Chef PJ has entered the John Evans Universe. And things are about to get dangerous.
There’s always an interesting moment when a real person becomes fictionalized.
Not fully invented. Not entirely real anymore, either.
Just … transformed.
That’s exactly what happens in It’s Not Always Murder, the first novel in the John Evans series by Karl Wilder, where Chef PJ, known to many travellers from The Chef Tours Paris, steps into the world of fiction for the very first time.
And honestly, it feels strangely inevitable.
Because if you’ve ever walked through Montmartre late at night with Chef PJ, listening to stories over wine while Paris unfolds around you in smoke, laughter, butter, jazz, and chaos, you already know he never quite felt entirely fictional-proof to begin with.
The John Evans novels have always lived in that beautiful territory between thriller, noir, travel writing, culinary obsession, and psychological realism. The cities themselves become characters. Restaurants matter. Atmosphere matters. Human behavior matters. Small details matter.
And Chef PJ fits into that world almost unnervingly well.
In its Not Always Murder, Paris is not the polished fantasy sold in guidebooks. It’s layered, restless, seductive, occasionally dangerous, and full of people hiding things beneath charming surfaces. Which, if we’re being honest, is probably the most accurate description of Paris anyone has ever written.
Into that world walks Chef PJ.
Not as a cartoon celebrity chef.
Not as comic relief.
But as something much more interesting: a modern culinary insider moving through the hidden social architecture of Paris, where restaurants, wine bars, late-night conversations, and private loyalties quietly intersect with the darker corners of human nature.
That’s one of the reasons the John Evans series has developed such a loyal following.
These books understand something many thrillers forget:
People rarely reveal who they truly are in police stations or car chases.
They reveal themselves over dinner.
Over too much wine.
Over long conversations.
Over the strange intimacy of travel.
Over food shared between people who may or may not trust each other.
The result is a thriller series that feels deeply atmospheric and unusually human.
And now Chef PJ becomes part of that mythology.
For readers who already know him through The Chef Tours Paris, the experience becomes especially surreal. There’s a strange pleasure in watching someone from the real culinary world drift into fiction while still feeling recognizably authentic.

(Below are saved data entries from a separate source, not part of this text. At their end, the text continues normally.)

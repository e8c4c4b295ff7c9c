//! Fire spread propagation engine
//!
//! Owns the cell array, the simulation clock and the fire parameters, and
//! advances the per-cell combustion state machines one tick at a time.
//!
//! Each tick is two-phase: a read-only pass over the cells burning at the
//! start of the tick computes candidate arrival times for their unburned
//! neighbors (min-aggregated per target), then state transitions are applied.
//! A cell that ignites during a tick never propagates within that same tick,
//! so results are independent of cell iteration order.
//!
//! Pending ignitions live in a min-heap keyed by arrival time and are popped
//! once the clock passes them, so quiet regions of the grid cost nothing.
//! Heap entries superseded by a lower arrival time are invalidated lazily on
//! pop.

use std::cmp::Ordering;
use std::collections::BinaryHeap;

use rayon::prelude::*;
use rustc_hash::FxHashMap;
use serde::{Deserialize, Serialize};
use tracing::{debug, info};

use crate::core_types::{Cell, CellState, TerrainSample};
use crate::grid::{
    bearing_degrees, moore_neighbors, neighbor_distance, TerrainError, TerrainGrid,
};
use crate::physics::rothermel::directional_spread_rate;
use crate::physics::{FireParameters, ParameterError};

/// Fixed clock step per tick.
pub const DT: f32 = 1.0;

/// Construction-time configuration failures.
#[derive(Debug, Clone, PartialEq)]
pub enum ConfigError {
    /// Terrain layer validation failed
    Terrain(TerrainError),
    /// Fire parameter validation failed
    Parameters(ParameterError),
}

impl std::fmt::Display for ConfigError {
    fn fmt(&self, f: &mut std::fmt::Formatter<'_>) -> std::fmt::Result {
        match self {
            ConfigError::Terrain(e) => write!(f, "terrain configuration error: {e}"),
            ConfigError::Parameters(e) => write!(f, "fire parameter error: {e}"),
        }
    }
}

impl std::error::Error for ConfigError {}

impl From<TerrainError> for ConfigError {
    fn from(e: TerrainError) -> Self {
        ConfigError::Terrain(e)
    }
}

impl From<ParameterError> for ConfigError {
    fn from(e: ParameterError) -> Self {
        ConfigError::Parameters(e)
    }
}

/// How burning cells ignite their neighbors.
#[derive(Debug, Clone, Copy, PartialEq, Eq, Serialize, Deserialize)]
pub enum SpreadMode {
    /// Arrival-time propagation: neighbors ignite when the clock passes the
    /// earliest rate-of-spread arrival any burning neighbor proposed.
    /// Physically grounded; the default.
    ArrivalTime,
    /// Simple cellular automaton: every fuel-bearing neighbor of a burning
    /// cell ignites on the next tick, ignoring spread rates. Kept as an
    /// explicit fast-preview mode; fronts are square rather than round.
    Immediate,
}

/// Per-tick state counts returned by [`FireSimulation::step`].
#[derive(Debug, Clone, Copy, PartialEq, Serialize, Deserialize)]
pub struct TickSummary {
    /// Tick number (1-based after the first `step`)
    pub tick: u64,
    /// Simulation time after this tick
    pub time: f32,
    /// Cells still unburned
    pub unburned: usize,
    /// Cells currently burning
    pub burning: usize,
    /// Cells fully burned
    pub burned: usize,
    /// Cells that transitioned to burning during this tick
    pub ignited: usize,
}

/// Snapshot of how many cells sit in each state.
#[derive(Debug, Clone, Copy, PartialEq, Eq, Serialize, Deserialize)]
pub struct StateCounts {
    /// Cells still unburned
    pub unburned: usize,
    /// Cells currently burning
    pub burning: usize,
    /// Cells fully burned
    pub burned: usize,
}

/// Heap entry for a predicted ignition. Ordered as a min-heap on arrival
/// time (ties broken by cell index) via reversed comparisons.
#[derive(Debug, Clone, Copy)]
struct PendingIgnition {
    arrival_time: f32,
    index: usize,
}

For new readers discovering him through the novel, it creates something even more unusual:
a fictional universe partially connected to real places, real food culture, real Paris neighborhoods, and real people.
That blurring of reality is intentional.
Because the best noir has always lived exactly there.
Somewhere between truth and performance.
Somewhere between travel and escape.
Somewhere between romance and danger.
And perhaps that’s why Chef PJ belongs in the John Evans world so naturally. Both operate inside the same hidden version of Paris that most tourists never fully see.
The Paris after midnight.
The Paris of conversations behind closed doors.
The Paris of cooks, bartenders, drifters, travelers, and people reinventing themselves one meal at a time.
For readers searching for:
- the best modern noir novels
- travel thrillers set in Paris
- culinary fiction with atmosphere
- books like Anthony Bourdain meets crime fiction
- sophisticated thriller series
- Paris mystery novels
- literary thrillers with food and wine culture
It’s Not Always Murder lands in a category that feels increasingly rare: intelligent escapist fiction that actually understands how cities work.
And now, with Chef PJ entering the story, the line between fiction and reality becomes even more deliciously blurry.
Read the novel.
Then come walk the real streets afterward.
That’s where things get dangerous.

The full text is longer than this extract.